COP8 was a ''big cop out,'' Greenpeace alleges

31/03/2006 - 15h59

Thaís Brianezi
Reporter - Agência Brasil

Pinhais (Paraná) - "We classify the COP-8 as a big cop out, a lost opportunity," affirmed the Greenpeace International adviser on Forests, Martin Kaiser. "The negotiations failed; they drifted like a ship without a captain."

The non-governmental organization's chief criticism of the 8th Conference of the Parties (COP-8) to the Convention on Biological Diversity, which ended on Friday (31), was the failure to define a clear work agenda (with concerted general guidelines and time limits) for the elaboration of an international system of access to genetic resources and the traditional knowledge associated with them, as well as the sharing of benefits. In other words, a system of global rules regulating state-of-the-art animal and plant research that makes use of knowledge belonging to local populations (communities of Indians, descendants of runaway slaves, or extractive workers, for example) and establishing mechanisms to share the profits and technology derived from the use of such resources and knowledge with the local populations.

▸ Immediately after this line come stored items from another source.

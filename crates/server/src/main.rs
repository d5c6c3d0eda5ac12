// Copyright (C) 2026 Fred Clausen
// Use of this source code is governed by an MIT-style
// license that can be found in the LICENSE file or at
// https://opensource.org/licenses/MIT.

#![deny(
    clippy::pedantic,
    clippy::cargo,
    clippy::nursery,
    clippy::style,
    clippy::correctness,
    clippy::all
)]
#![allow(clippy::multiple_crate_versions)]

mod live;

use axum::{
    Json, Router,
    extract::{FromRef, Query, State as AxumState},
    http::{StatusCode, header},
    response::{IntoResponse, Response},
    routing::{get, post},
};
use clap::Parser;
use live::{LiveEvent, LiveEventBroadcaster, live_events_handler};
use meeting_roster::{Notification, NotificationSink, RosterConfig, RosterSession, RosterState};
use meeting_roster_api::{
    ApiError, AssignRequest, CandidatesQuery, CandidatesResponse, ClearPastRequest, CsvExport,
    DocumentResponse, ExportResponse, MutationResponse, PersonRequest, SaveSettingsRequest,
    ScheduleQuery, add_roster_person, assign, clear_past_assignments, export_document,
    get_schedule, import_document, list_candidates, load_document, reload_document,
    remove_roster_person, save_settings, schedule_csv,
};
use meeting_roster_domain::{DateKey, RecencyWindow, RestrictionPolicy, Schedule};
use meeting_roster_persistence::{PersistenceGateway, SqliteDocumentStore};
use serde::{Deserialize, Serialize};
use std::sync::Arc;
use tokio::sync::Mutex;
use tracing::{error, info, warn};

/// Meeting roster server - HTTP server for meeting role assignments
#[derive(Parser, Debug)]
#[command(author, version, about, long_about = None)]
struct Args {
    /// Path to the `SQLite` database file. If not provided, uses in-memory database.
    #[arg(short, long)]
    database: Option<String>,

    /// Port to bind the server to
    #[arg(short, long, default_value_t = 3000)]
    port: u16,

    /// Path to a JSON roster configuration file
    #[arg(short, long)]
    config: Option<String>,

    /// Days after an assignment during which a person is flagged as recent.
    /// Overrides the configuration file.
    #[arg(long)]
    recency_window_days: Option<u32>,
}

/// The visible session and the gateway it writes through.
struct Roster {
    session: RosterSession,
    gateway: PersistenceGateway<SqliteDocumentStore>,
}

/// Application state shared across handlers.
///
/// The roster sits behind one mutex so mutations run one at a time.
#[derive(Clone)]
struct AppState {
    roster: Arc<Mutex<Roster>>,
    broadcaster: Arc<LiveEventBroadcaster>,
    recency_window: RecencyWindow,
}

impl FromRef<AppState> for Arc<LiveEventBroadcaster> {
    fn from_ref(app_state: &AppState) -> Self {
        Arc::clone(&app_state.broadcaster)
    }
}

/// Error response type.
#[derive(Debug, Clone, Serialize, Deserialize)]
struct ErrorResponse {
    /// Error indicator.
    error: bool,
    /// Error message.
    message: String,
}

/// HTTP error wrapper that implements `IntoResponse`.
#[derive(Debug)]
struct HttpError {
    /// The HTTP status code.
    status: StatusCode,
    /// The error message.
    message: String,
}

impl IntoResponse for HttpError {
    fn into_response(self) -> Response {
        let body: Json<ErrorResponse> = Json(ErrorResponse {
            error: true,
            message: self.message,
        });
        (self.status, body).into_response()
    }
}

impl From<ApiError> for HttpError {
    fn from(err: ApiError) -> Self {
        let status: StatusCode = match &err {
            ApiError::InvalidInput { .. } => StatusCode::BAD_REQUEST,
            ApiError::DomainRuleViolation { .. } => StatusCode::UNPROCESSABLE_ENTITY,
            ApiError::PersistenceFailed { .. } => {
                warn!(error = %err, "Mutation rolled back");
                StatusCode::SERVICE_UNAVAILABLE
            }
            ApiError::Internal { .. } => {
                error!(error = %err, "Internal error");
                StatusCode::INTERNAL_SERVER_ERROR
            }
        };
        Self {
            status,
            message: err.to_string(),
        }
    }
}

/// The server's calendar date.
fn today() -> DateKey {
    DateKey::new(time::OffsetDateTime::now_utc().date())
}

/// Tells live clients the stored document moved on.
fn announce_change(app_state: &AppState, response: &MutationResponse) {
    app_state.broadcaster.broadcast(&LiveEvent::DocumentChanged {
        version: response.version,
    });
}

/// Handler for GET `/document` endpoint.
async fn handle_get_document(AxumState(app_state): AxumState<AppState>) -> Json<DocumentResponse> {
    let roster = app_state.roster.lock().await;
    Json(load_document(&roster.session, &roster.gateway))
}

/// Handler for POST `/document/reload` endpoint.
///
/// Drops the cache and shows what is stored now.
async fn handle_reload_document(
    AxumState(app_state): AxumState<AppState>,
) -> Result<Json<DocumentResponse>, HttpError> {
    let mut roster = app_state.roster.lock().await;
    let Roster { session, gateway } = &mut *roster;
    Ok(Json(reload_document(session, gateway)?))
}

/// Handler for GET `/candidates` endpoint.
async fn handle_list_candidates(
    AxumState(app_state): AxumState<AppState>,
    Query(query): Query<CandidatesQuery>,
) -> Result<Json<CandidatesResponse>, HttpError> {
    let roster = app_state.roster.lock().await;
    let response: CandidatesResponse =
        list_candidates(&roster.session, &query, app_state.recency_window)?;
    Ok(Json(response))
}

/// Handler for POST `/assignments` endpoint.
async fn handle_assign(
    AxumState(app_state): AxumState<AppState>,
    Json(req): Json<AssignRequest>,
) -> Result<Json<MutationResponse>, HttpError> {
    info!(date = %req.date, role = %req.role, person = %req.person, "Handling assign request");

    let mut roster = app_state.roster.lock().await;
    let Roster { session, gateway } = &mut *roster;
    let response: MutationResponse = assign(session, gateway, app_state.broadcaster.as_ref(), req)?;
    drop(roster);

    announce_change(&app_state, &response);
    Ok(Json(response))
}

/// Handler for POST `/settings` endpoint.
async fn handle_save_settings(
    AxumState(app_state): AxumState<AppState>,
    Json(req): Json<SaveSettingsRequest>,
) -> Result<Json<MutationResponse>, HttpError> {
    info!(
        people = req.people.len(),
        meeting_days = ?req.meeting_days,
        "Handling save_settings request"
    );

    let mut roster = app_state.roster.lock().await;
    let Roster { session, gateway } = &mut *roster;
    let response: MutationResponse =
        save_settings(session, gateway, app_state.broadcaster.as_ref(), req)?;
    drop(roster);

    announce_change(&app_state, &response);
    Ok(Json(response))
}

/// Handler for POST `/settings/people` endpoint.
async fn handle_add_person(
    AxumState(app_state): AxumState<AppState>,
    Json(req): Json<PersonRequest>,
) -> Result<Json<MutationResponse>, HttpError> {
    info!(name = %req.name, "Handling add_person request");

    let mut roster = app_state.roster.lock().await;
    let Roster { session, gateway } = &mut *roster;
    let response: MutationResponse =
        add_roster_person(session, gateway, app_state.broadcaster.as_ref(), &req)?;
    drop(roster);

    announce_change(&app_state, &response);
    Ok(Json(response))
}

/// Handler for POST `/settings/people/remove` endpoint.
async fn handle_remove_person(
    AxumState(app_state): AxumState<AppState>,
    Json(req): Json<PersonRequest>,
) -> Result<Json<MutationResponse>, HttpError> {
    info!(name = %req.name, "Handling remove_person request");

    let mut roster = app_state.roster.lock().await;
    let Roster { session, gateway } = &mut *roster;
    let response: MutationResponse =
        remove_roster_person(session, gateway, app_state.broadcaster.as_ref(), &req)?;
    drop(roster);

    announce_change(&app_state, &response);
    Ok(Json(response))
}

/// Handler for POST `/assignments/clear_past` endpoint.
async fn handle_clear_past(
    AxumState(app_state): AxumState<AppState>,
    Json(req): Json<ClearPastRequest>,
) -> Result<Json<MutationResponse>, HttpError> {
    info!(today = ?req.today, "Handling clear_past request");

    let mut roster = app_state.roster.lock().await;
    let Roster { session, gateway } = &mut *roster;
    let response: MutationResponse = clear_past_assignments(
        session,
        gateway,
        app_state.broadcaster.as_ref(),
        &req,
        today(),
    )?;
    drop(roster);

    announce_change(&app_state, &response);
    Ok(Json(response))
}

/// Handler for POST `/import` endpoint.
///
/// The body is the raw backup file.
async fn handle_import(
    AxumState(app_state): AxumState<AppState>,
    body: String,
) -> Result<Json<MutationResponse>, HttpError> {
    info!(bytes = body.len(), "Handling import request");

    let mut roster = app_state.roster.lock().await;
    let Roster { session, gateway } = &mut *roster;
    let response: MutationResponse =
        import_document(session, gateway, app_state.broadcaster.as_ref(), &body)?;
    drop(roster);

    announce_change(&app_state, &response);
    Ok(Json(response))
}

/// Handler for GET `/export` endpoint.
async fn handle_export(AxumState(app_state): AxumState<AppState>) -> Result<Response, HttpError> {
    let roster = app_state.roster.lock().await;
    let export: ExportResponse = export_document(&roster.session, today())?;
    drop(roster);

    info!(file_name = %export.file_name, "Exported roster document");
    app_state
        .broadcaster
        .notify(Notification::success(export.message));

    Ok((
        [
            (header::CONTENT_TYPE, String::from("application/json")),
            (
                header::CONTENT_DISPOSITION,
                format!("attachment; filename=\"{}\"", export.file_name),
            ),
        ],
        export.body,
    )
        .into_response())
}

/// Handler for GET `/schedule` endpoint.
async fn handle_get_schedule(
    AxumState(app_state): AxumState<AppState>,
    Query(query): Query<ScheduleQuery>,
) -> Result<Json<Schedule>, HttpError> {
    let roster = app_state.roster.lock().await;
    let schedule: Schedule = get_schedule(&roster.session, &query, today())?;
    Ok(Json(schedule))
}

/// Handler for GET `/schedule.csv` endpoint.
async fn handle_schedule_csv(
    AxumState(app_state): AxumState<AppState>,
    Query(query): Query<ScheduleQuery>,
) -> Result<Response, HttpError> {
    let roster = app_state.roster.lock().await;
    let export: CsvExport = schedule_csv(&roster.session, &query, today())?;
    drop(roster);

    Ok((
        [
            (header::CONTENT_TYPE, String::from("text/csv; charset=utf-8")),
            (
                header::CONTENT_DISPOSITION,
                format!("attachment; filename=\"{}\"", export.file_name),
            ),
        ],
        export.body,
    )
        .into_response())
}

/// Builds the application router with all endpoints.
fn build_router(app_state: AppState) -> Router {
    Router::new()
        .route("/document", get(handle_get_document))
        .route("/document/reload", post(handle_reload_document))
        .route("/candidates", get(handle_list_candidates))
        .route("/assignments", post(handle_assign))
        .route("/assignments/clear_past", post(handle_clear_past))
        .route("/settings", post(handle_save_settings))
        .route("/settings/people", post(handle_add_person))
        .route("/settings/people/remove", post(handle_remove_person))
        .route("/import", post(handle_import))
        .route("/export", get(handle_export))
        .route("/schedule", get(handle_get_schedule))
        .route("/schedule.csv", get(handle_schedule_csv))
        .route("/live", get(live_events_handler))
        .with_state(app_state)
}

/// Loads the stored document and wires the shared state.
///
/// # Errors
///
/// Returns an error if the restriction codes in `config` are invalid.
fn create_app_state(
    config: &RosterConfig,
    store: SqliteDocumentStore,
) -> Result<AppState, Box<dyn std::error::Error>> {
    let policy: RestrictionPolicy = config.restriction_policy()?;
    let mut gateway: PersistenceGateway<SqliteDocumentStore> =
        PersistenceGateway::new(store, config.default_state());
    let state: RosterState = gateway.initialize().clone();
    info!(
        dates = state.assignments.len(),
        people = state.settings.people.len(),
        version = ?gateway.version(),
        "Loaded roster document"
    );

    Ok(AppState {
        roster: Arc::new(Mutex::new(Roster {
            session: RosterSession::new(state, policy),
            gateway,
        })),
        broadcaster: Arc::new(LiveEventBroadcaster::new()),
        recency_window: config.recency_window(),
    })
}

fn load_config(args: &Args) -> Result<RosterConfig, Box<dyn std::error::Error>> {
    let mut config: RosterConfig = match &args.config {
        Some(path) => {
            info!("Loading configuration from: {}", path);
            RosterConfig::from_json(&std::fs::read_to_string(path)?)?
        }
        None => RosterConfig::default(),
    };
    if let Some(days) = args.recency_window_days {
        config.recency_window_days = days;
    }
    config.validate()?;
    Ok(config)
}

#[tokio::main]
async fn main() -> Result<(), Box<dyn std::error::Error>> {
    // Parse command-line arguments
    let args: Args = Args::parse();

    // Initialize tracing
    tracing_subscriber::fmt()
        .with_env_filter(
            tracing_subscriber::EnvFilter::try_from_default_env()
                .unwrap_or_else(|_| tracing_subscriber::EnvFilter::new("info")),
        )
        .init();

    info!("Initializing meeting roster server");

    let config: RosterConfig = load_config(&args)?;

    let store: SqliteDocumentStore = if let Some(db_path) = &args.database {
        info!("Using file-based database at: {}", db_path);
        SqliteDocumentStore::new_with_file(db_path)?
    } else {
        info!("Using in-memory database");
        SqliteDocumentStore::new_in_memory()?
    };

    let app_state: AppState = create_app_state(&config, store)?;

    // Build router
    let app: Router = build_router(app_state);

    // Bind to address
    let addr: std::net::SocketAddr = format!("127.0.0.1:{}", args.port).parse()?;
    info!("Server listening on {}", addr);

    // Run server
    let listener = tokio::net::TcpListener::bind(addr).await?;
    axum::serve(listener, app).await?;

    Ok(())
}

"In effect, the discussions were postponed once more. This is, in fact, a strategy adopted by the United States and its group of puppets to print biodiversity on a bar code," Paulo Adário, coordinator of the Greenpeace Amazon project, alleged.

Another negative point denounced by the environmental activists was the prospect of a decrease in funds for the Global Environmental Facility. In its budget proposal for 2007, the US government proposes to reduce its contribution from US$ 107 million to US$ 56 million, and there are fears that other countries will follow suit.